Where the word "take" occurs in a line of the data, return the whole line.

(Saved entries)

::::

//! Integration tests for context building.
//!
//! Exercises classification, strategy caps, visibility filters, graph
//! traversal and degraded stores through the public memory layer.

mod common;

use std::sync::Arc;

use chrono::{Duration, Utc};
use rstest::rstest;

use common::{layer, seed_entity, seed_fact, USER};
use mirror::config::RetrievalConfig;
use mirror::db::{InMemoryStore, MemoryStore, Table};
use mirror::models::{
    Entity, EntityType, ImportanceTier, NoteMeta, Predicate, Relationship, RelationshipType,
    SensitivityLevel,
};
use mirror::services::context::ContextItemType;
use mirror::services::graph::GraphService;
use mirror::services::retrieval::{RetrievalEngine, RetrievalRequest};
use mirror::services::strategy::strategy_for;
use mirror::services::TaskType;
use mirror::Result;

// ============================================================================
// Classification
// ============================================================================

#[rstest]
#[case("Should I take the offer from Notion?", TaskType::Decision)]
#[case("I feel so overwhelmed today", TaskType::Emotional)]
#[case("Had a fight with my sister again", TaskType::Relationship)]
#[case("Help me plan next week", TaskType::Planning)]
#[case("Looking back on this year", TaskType::Reflection)]
#[case("What if I moved abroad", TaskType::Exploration)]
#[case("Who is Marcus?", TaskType::KnowledgeQuery)]
#[case("Nice weather out", TaskType::General)]
#[tokio::test]
async fn test_context_reports_task_type(#[case] message: &str, #[case] expected: TaskType) {
    let (_store, layer) = layer();
    let context = layer.build_context(USER, message).await;
    assert_eq!(context.task_type, expected);
    assert_eq!(context.strategy.task_type, expected);
}

// ============================================================================
// Caps and ordering
// ============================================================================

/// 200 stored facts, a 20-fact plan: at most 20 come back, best first.
#[tokio::test]
async fn test_fact_cap_is_enforced_in_confidence_order() -> Result<()> {
    let (store, layer) = layer();
    let marcus = seed_entity(store.as_ref(), "Marcus", EntityType::Person).await?;
    for i in 0..200 {
        let confidence = 0.6 + (i % 40) as f64 * 0.01;
        seed_fact(
            store.as_ref(),
            &marcus,
            Predicate::Likes,
            &format!("hobby {}", i),
            confidence,
        )
        .await?;
    }

    let context = layer
        .build_context(USER, "Should I ask Marcus to mentor me?")
        .await;
    assert_eq!(context.task_type, TaskType::Decision);

    let facts = &context.result.facts;
    assert!(!facts.is_empty());
    assert!(facts.len() <= 20);
    assert!(facts.windows(2).all(|w| w[0].confidence >= w[1].confidence));
    assert!(facts.iter().all(|f| f.confidence >= 0.6));
    Ok(())
}

#[tokio::test]
async fn test_category_limit_ceiling_caps_every_plan() -> Result<()> {
    let store = Arc::new(InMemoryStore::new());
    let marcus = seed_entity(store.as_ref(), "Marcus", EntityType::Person).await?;
    for i in 0..50 {
        seed_fact(store.as_ref(), &marcus, Predicate::Expertise, &format!("skill {}", i), 0.9).await?;
    }
    let config = RetrievalConfig {
        max_category_limit: 7,
        ..Default::default()
    };
    let engine = RetrievalEngine::new(store.clone(), config);

    let request = RetrievalRequest::new(USER, strategy_for(TaskType::KnowledgeQuery))
        .mentioning(vec!["Marcus".to_string()]);
    let result = engine.retrieve(&request).await;
    assert_eq!(result.facts.len(), 7);
    Ok(())
}

// ============================================================================
// Visibility
// ============================================================================

#[rstest]
#[case(true, false)]
#[case(false, true)]
#[tokio::test]
async fn test_expired_entities_follow_config(
    #[case] exclude_expired: bool,
    #[case] expect_expired: bool,
) -> Result<()> {
    let store = Arc::new(InMemoryStore::new());
    let mut trip = Entity::new(USER, "Lisbon trip", EntityType::Other);
    trip.expires_at = Some(Utc::now() - Duration::days(2));
    store.insert_entity(&trip).await?;
    let porto = seed_entity(store.as_ref(), "Porto", EntityType::Place).await?;

    let config = RetrievalConfig {
        exclude_expired,
        ..Default::default()
    };
    let engine = RetrievalEngine::new(store.clone(), config);
    let request = RetrievalRequest::new(USER, strategy_for(TaskType::Decision))
        .mentioning(vec!["Lisbon trip".to_string(), "Porto".to_string()]);
    let result = engine.retrieve(&request).await;

    let ids: Vec<&str> = result.entities.iter().map(|e| e.id.as_str()).collect();
    assert!(ids.contains(&porto.id.as_str()));
    assert_eq!(ids.contains(&trip.id.as_str()), expect_expired);
    Ok(())
}

/// Rows retrieval would hide must not take up the cap ahead of visible
/// ones.
#[tokio::test]
async fn test_hidden_entities_do_not_use_up_the_cap() -> Result<()> {
    let store = Arc::new(InMemoryStore::new());
    let now = Utc::now();
    for i in 0..10 {
        let mut gone = Entity::new(USER, format!("Past event {}", i), EntityType::Other)
            .with_importance(ImportanceTier::Critical);
        gone.expires_at = Some(now - Duration::days(1));
        store.insert_entity(&gone).await?;
    }
    for i in 0..3 {
        let mut secret = Entity::new(USER, format!("Secret {}", i), EntityType::Other)
            .with_importance(ImportanceTier::High);
        secret.sensitivity = SensitivityLevel::Private;
        store.insert_entity(&secret).await?;
    }
    let mut upcoming = Entity::new(USER, "Wedding", EntityType::Other)
        .with_importance(ImportanceTier::Critical);
    upcoming.effective_from = Some(now + Duration::days(30));
    store.insert_entity(&upcoming).await?;
    let porto = Entity::new(USER, "Porto", EntityType::Place).with_importance(ImportanceTier::Low);
    store.insert_entity(&porto).await?;

    let engine = RetrievalEngine::new(store.clone(), RetrievalConfig::default());
    let request = RetrievalRequest::new(USER, strategy_for(TaskType::Reflection));
    let result = engine.retrieve(&request).await;

    let ids: Vec<&str> = result.entities.iter().map(|e| e.id.as_str()).collect();
    assert_eq!(ids, vec![porto.id.as_str()]);
    Ok(())
}

#[tokio::test]
async fn test_future_dated_entities_are_hidden() -> Result<()> {
    let (store, layer) = layer();
    let mut wedding = Entity::new(USER, "Wedding", EntityType::Other);
    wedding.effective_from = Some(Utc::now() + Duration::days(30));
    store.insert_entity(&wedding).await?;

    let context = layer
        .build_context(USER, "Should I give a speech at the Wedding?")
        .await;
    assert!(context.result.entities.iter().all(|e| e.id != wedding.id));
    Ok(())
}

// ============================================================================
// Graph
// ============================================================================

/// A-B-C-A cycle, traversed far deeper than it is: three nodes, once each.
#[tokio::test]
async fn test_traversal_terminates_on_cycle() -> Result<()> {
    let store = Arc::new(InMemoryStore::new());
    let a = seed_entity(store.as_ref(), "Ana", EntityType::Person).await?;
    let b = seed_entity(store.as_ref(), "Ben", EntityType::Person).await?;
    let c = seed_entity(store.as_ref(), "Cleo", EntityType::Person).await?;
    for (x, y) in [(&a, &b), (&b, &c), (&c, &a)] {
        let edge = Relationship::new(USER, &x.id, &y.id, RelationshipType::FriendOf, 0.9);
        store.upsert_relationship(&edge).await?;
    }

    let graph = GraphService::new(store.clone());
    let result = graph.traverse(USER, &a.id, 5).await?;

    let mut ids = result.node_ids();
    ids.sort();
    ids.dedup();
    assert_eq!(result.nodes.len(), 3);
    assert_eq!(ids.len(), 3);
    assert_eq!(result.edges.len(), 2);

    // Depth beyond the ceiling is clamped, not rejected
    let deep = graph.traverse(USER, &a.id, 50).await?;
    assert_eq!(deep.nodes.len(), 3);
    Ok(())
}

#[tokio::test]
async fn test_traverse_many_keeps_seed_order() -> Result<()> {
    let store = Arc::new(InMemoryStore::new());
    let a = seed_entity(store.as_ref(), "Ana", EntityType::Person).await?;
    let b = seed_entity(store.as_ref(), "Ben", EntityType::Person).await?;

    let graph = GraphService::new(store.clone());
    let results = graph
        .traverse_many(USER, &[b.id.clone(), "missing".to_string(), a.id.clone()], 2)
        .await;
    assert_eq!(results.len(), 3);
    assert_eq!(results[0].as_ref().map(|r| r.root_id.clone()).ok(), Some(b.id.clone()));
    assert!(results[1].as_ref().map(|r| r.nodes.is_empty()).unwrap_or(false));
    assert_eq!(results[2].as_ref().map(|r| r.root_id.clone()).ok(), Some(a.id.clone()));
    Ok(())
}

// ============================================================================
// Degradation and assembly
// ============================================================================

#[tokio::test]
async fn test_failed_categories_degrade_to_empty() -> Result<()> {
    let (store, layer) = layer();
    let marcus = seed_entity(store.as_ref(), "Marcus", EntityType::Person).await?;
    seed_fact(store.as_ref(), &marcus, Predicate::WorksAt, "Acme", 0.9).await?;
    store.fail_table(Table::Facts).await;
    store.fail_table(Table::Notes).await;

    let context = layer
        .build_context(USER, "Should I ask Marcus for a referral?")
        .await;
    assert!(context.result.facts.is_empty());
    assert!(context.result.notes.is_empty());
    assert!(context.result.entities.iter().any(|e| e.id == marcus.id));
    assert!(context.text().contains("## People and things"));
    assert!(!context.text().contains("## Facts"));

    store.heal_table(Table::Facts).await;
    let healed = layer
        .build_context(USER, "Should I ask Marcus for a referral?")
        .await;
    assert_eq!(healed.result.facts.len(), 1);
    Ok(())
}

#[tokio::test]
async fn test_context_block_and_audit_list() -> Result<()> {
    let (store, layer) = layer();
    let marcus = seed_entity(store.as_ref(), "Marcus", EntityType::Person).await?;
    seed_fact(store.as_ref(), &marcus, Predicate::WorksAt, "Acme", 0.9).await?;
    store
        .upsert_note(&NoteMeta::new(USER, Some("Marcus 1:1".into()), Some("work".into())))
        .await?;

    let context = layer
        .build_context(USER, "Should I tell Marcus about the offer?")
        .await;

    assert!(context.mentioned.iter().any(|m| m == "Marcus"));
    let text = context.text();
    assert!(text.contains("- Marcus works at: Acme"));
    assert!(text.contains("\"Marcus 1:1\" (work)"));

    let kinds: Vec<ContextItemType> = context.used().iter().map(|u| u.item_type).collect();
    assert!(kinds.contains(&ContextItemType::Entity));
    assert!(kinds.contains(&ContextItemType::Fact));
    assert!(kinds.contains(&ContextItemType::Note));
    Ok(())
}

#[tokio::test]
async fn test_retrieval_is_scoped_per_user() -> Result<()> {
    let (store, layer) = layer();
    let other = Entity::new("someone-else", "Marcus", EntityType::Person);
    store.insert_entity(&other).await?;

    let context = layer.build_context(USER, "Should I call Marcus?").await;
    assert!(context.result.entities.is_empty());
    assert!(!context.text().contains("Marcus"));
    Ok(())
}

::::

» **OUTPUT FOR THIS EXERCISE**:
#[case("Should I take the offer from Notion?", TaskType::Decision)]
/// Rows retrieval would hide must not take up the cap ahead of visible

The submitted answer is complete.